For me, a more astonishing moment comes when Peggy confronts her banker father and proper mother with the news that she is in love with the married Fred. She knows the floozy Marie has contempt for her milkshake-mixing husband, that Fred is capable of more. To her dumbfounded parents, the teary-eyed Peggy barks, “I’m going to break that marriage up!”

Adultery was not something the Motion Picture Production Code normally promoted, nor would another scene involving Peggy have pleased it. When Al asks his wife if their daughter can handle herself around boys, she tells him in a winking sort of way that Peggy’s work in a hospital taught her plenty about contraception — without using the word.

Best Years has personal significance for me. My father had his own military troubles. He had to leave Annapolis in 1934 when, during his third year at the Naval Academy, his annual eye exam revealed he needed glasses. Back then, officers had to have 20/20 vision.

Being a diligent young man, he earned engineering degrees at Virginia Tech, served in the Navy reserves, reported for active duty in the fall of 1941, and married my mother three days before Pearl Harbor.
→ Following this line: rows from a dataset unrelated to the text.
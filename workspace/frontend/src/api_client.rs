pub mod forecast;

use gloo_net::http::Request;
use serde::Deserialize;

/// GET `url` and decode the JSON body as-is.
///
/// Transport failures, non-2xx statuses and undecodable bodies all come back
/// as a message string; the body is never partially applied.
pub async fn get_json<T>(url: &str) -> Result<T, String>
where
    T: for<'de> Deserialize<'de>,
{
    log::debug!("GET request to: {}", url);

    let response = Request::get(url).send().await.map_err(|e| {
        let error_msg = format!("Request failed: {}", e);
        log::error!("GET {} - {}", url, error_msg);
        error_msg
    })?;

    if !response.ok() {
        let error_msg = format!("HTTP error: {}", response.status());
        log::error!("GET {} - {}", url, error_msg);
        return Err(error_msg);
    }

    log::trace!("GET {} - Response received, parsing JSON", url);
    let body: T = response.json().await.map_err(|e| {
        let error_msg = format!("Failed to parse response: {}", e);
        log::error!("GET {} - {}", url, error_msg);
        error_msg
    })?;

    log::info!("GET {} - Success", url);
    Ok(body)
}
He served as a shipyard officer during the war in New Orleans and in Galveston, Texas.

The family mystery begins when he demobilized. For many months, he and my mother lived apart — she on her parents’ Georgia farm, he on his parents’ Virginia farm. Perhaps he hoped to work in his family’s general store or return to his prewar job at the Tennessee Valley Authority.

But my father was no country boy. He said his father once told him, “Frank, if you don’t get in here and learn how to milk this cow or shoe this horse, you’ll never amount to anything.” Instead, he’d gotten his teenage kicks taking apart the family’s radio and car, experimental exploits that no doubt left my grandfather anxious.
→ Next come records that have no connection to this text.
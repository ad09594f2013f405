//! Point and interval forecasts for the temperature history.

use tracing::{debug, instrument};

use crate::error::{ForecastError, ForecastResult};

/// Quantile rows of a forecast, one value per future step.
#[derive(Debug, Clone, PartialEq)]
pub struct QuantileForecast {
    pub lower: Vec<f64>,
    pub point: Vec<f64>,
    pub upper: Vec<f64>,
}

impl QuantileForecast {
    pub fn len(&self) -> usize {
        self.point.len()
    }

    pub fn is_empty(&self) -> bool {
        self.point.is_empty()
    }

    /// Rows in wire order: lower, point, upper.
    pub fn into_rows(self) -> Vec<Vec<f64>> {
        vec![self.lower, self.point, self.upper]
    }
}

/// Common trait for all forecasting models.
pub trait Forecaster: Send + Sync {
    /// Predicts `prediction_length` steps following `context`.
    fn predict(&self, context: &[f64], prediction_length: usize) -> ForecastResult<QuantileForecast>;

    /// Short model name for logs and health output.
    fn name(&self) -> &'static str;
}

/// Holt's linear trend method (double exponential smoothing) with a
/// residual-based prediction interval that widens with the horizon.
#[derive(Debug, Clone, PartialEq)]
pub struct HoltForecaster {
    /// Level smoothing parameter
    alpha: f64,
    /// Trend smoothing parameter
    beta: f64,
    /// Standard-normal quantile of the interval half-width
    z: f64,
}

/// z for the 10th/90th percentiles.
const DEFAULT_Z: f64 = 1.281_551_565_5;

impl Default for HoltForecaster {
    fn default() -> Self {
        Self {
            alpha: 0.5,
            beta: 0.1,
            z: DEFAULT_Z,
        }
    }
}

impl HoltForecaster {
    /// Create a new Holt model
    ///
    /// # Arguments
    ///
    /// * `alpha` - Level smoothing (0 < alpha < 1)
    /// * `beta` - Trend smoothing (0 < beta < 1)
    pub fn new(alpha: f64, beta: f64) -> ForecastResult<Self> {
        if !(0.0 < alpha && alpha < 1.0) {
            return Err(ForecastError::InvalidParameter {
                name: "alpha",
                reason: "must be between 0 and 1 (exclusive)".to_string(),
            });
        }
        if !(0.0 < beta && beta < 1.0) {
            return Err(ForecastError::InvalidParameter {
                name: "beta",
                reason: "must be between 0 and 1 (exclusive)".to_string(),
            });
        }

        Ok(Self {
            alpha,
            beta,
            z: DEFAULT_Z,
        })
    }

    /// Sets the interval width as a standard-normal quantile.
    pub fn with_z(mut self, z: f64) -> ForecastResult<Self> {
        if !(z.is_finite() && z >= 0.0) {
            return Err(ForecastError::InvalidParameter {
                name: "z",
                reason: "must be a non-negative finite number".to_string(),
            });
        }
        self.z = z;
        Ok(self)
    }

    /// Fits level and trend, returning them with the RMS of the one-step
    /// ahead errors.
    fn fit(&self, data: &[f64]) -> (f64, f64, f64) {
        let mut level = data[0];
        let mut trend = data[1] - data[0];
        let mut squared_error = 0.0;

        for &value in &data[1..] {
            let error = value - (level + trend);
            squared_error += error * error;

            let prev_level = level;
            level = self.alpha * value + (1.0 - self.alpha) * (level + trend);
            trend = self.beta * (level - prev_level) + (1.0 - self.beta) * trend;
        }

        let sigma = (squared_error / (data.len() - 1) as f64).sqrt();
        (level, trend, sigma)
    }
}

impl Forecaster for HoltForecaster {
    #[instrument(skip(self, context), fields(context_len = context.len()))]
    fn predict(&self, context: &[f64], prediction_length: usize) -> ForecastResult<QuantileForecast> {
        if context.len() < 3 {
            return Err(ForecastError::InsufficientData {
                required: 3,
                actual: context.len(),
            });
        }
        if prediction_length == 0 {
            return Err(ForecastError::InvalidParameter {
                name: "prediction_length",
                reason: "must be at least 1".to_string(),
            });
        }
        if let Some(index) = context.iter().position(|v| !v.is_finite()) {
            return Err(ForecastError::NonFiniteValue(index));
        }

        let (level, trend, sigma) = self.fit(context);
        debug!(level, trend, sigma, "Fitted Holt model");

        let mut forecast = QuantileForecast {
            lower: Vec::with_capacity(prediction_length),
            point: Vec::with_capacity(prediction_length),
            upper: Vec::with_capacity(prediction_length),
        };
        for h in 1..=prediction_length {
            let point = level + h as f64 * trend;
            let half_width = self.z * sigma * (h as f64).sqrt();
            forecast.lower.push(point - half_width);
            forecast.point.push(point);
            forecast.upper.push(point + half_width);
        }

        Ok(forecast)
    }

    fn name(&self) -> &'static str {
        "holt"
    }
}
Thanks to a letter written by a senior officer, the Navy took my father back in 1949. He then served nearly 25 years and rose to the rank of captain. Neither he nor my mother ever talked about that long period of separation, at least not with their four sons. My father may have felt the struggle for work was embarrassing. Maybe he was a soda jerk for a while.

Trauma, like courage, comes in many flavors, some more bitter than others. Macor quotes Russell: “For me, that was and is the all-important fact — that the human soul, beaten down, overwhelmed, faced by complete failure and ruin, can still rise up against unbearable odds and triumph.”

George Spencer is a freelance writer who lives in Hillsborough, North Carolina.